Non dimenticherò mai l'unico segno indelebile che aveva messo a fuoco la mia dignità.
Tre anni dopo, non mi capacitavo ancora di tenere l'anima in pace, e ora che si era ripresentato improvvisamente come quelle dannate verifiche a sorpresa della professoressa di scienze naturali, proprio la seconda settimana dell'inizio del mio nuovo anno scolastico, sembrava l'inizio di un nuovo incubo.
Mi diressi in classe dove c'erano solamente due mie compagne con cui non parlavo tanto e quindi sapevo non avrebbero interrotto il mio momento di tranquillità, mi sedetti al mio posto, le braccia conserte contro il petto e il broncio stampato sul viso.

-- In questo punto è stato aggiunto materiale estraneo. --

//! Application state management
//!
//! This module contains the shared application state that is passed
//! to all request handlers via Axum's State extractor.

use std::sync::Arc;

use sqlx::PgPool;

use crate::config::Config;
use crate::testgen::{BuildLocks, TestPipeline, Toolchain};

/// Shared application state
#[derive(Clone)]
pub struct AppState {
    inner: Arc<AppStateInner>,
}

/// Inner state (wrapped in Arc for cheap cloning)
struct AppStateInner {
    /// Database connection pool
    db: PgPool,

    /// Application configuration
    config: Config,

    /// Tools discovered at startup
    toolchain: Arc<Toolchain>,

    /// Per-source compile locks shared by every request
    build_locks: Arc<BuildLocks>,
}

impl AppState {
    /// Create a new application state
    pub fn new(db: PgPool, config: Config, toolchain: Toolchain, build_locks: BuildLocks) -> Self {
        Self {
            inner: Arc::new(AppStateInner {
                db,
                config,
                toolchain: Arc::new(toolchain),
                build_locks: Arc::new(build_locks),
            }),
        }
    }

    /// Get a reference to the database pool
    pub fn db(&self) -> &PgPool {
        &self.inner.db
    }

    /// Get a reference to the configuration
    pub fn config(&self) -> &Config {
        &self.inner.config
    }

    pub fn toolchain(&self) -> &Toolchain {
        &self.inner.toolchain
    }

    /// Test pipeline bound to this state's toolchain and limits
    pub fn pipeline(&self) -> TestPipeline {
        TestPipeline::new(
            self.inner.toolchain.clone(),
            self.inner.build_locks.clone(),
            self.inner.config.execution.clone(),
        )
    }
}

Picchiettavo la suola del mio stivale contro il pavimento, andando a ritmo con la lancetta dei secondi dell'orologio attaccato sul muro della classe accanto al crocifisso.
Mezz'ora era passata e finalmente la campanella era suonata, dando inizio all'ultima lezione che mi spettava per poter finire questo lunedì iniziato già male.
I miei compagni entravano poco a poco e, come se non fosse bastata la scenata di prima con Ostuni a mensa, la maggior parte di loro mi davano un'occhiata e mi indicavano all'amico accanto.
Roteai gli occhi al cielo, sentendomi in soggezione e poco dopo, come mi sarei ovviamente aspettata, Ilaria, la più ficcanaso, si avvicinò a me, poggiando le mani contro il mio banco, il petto grande in risalto.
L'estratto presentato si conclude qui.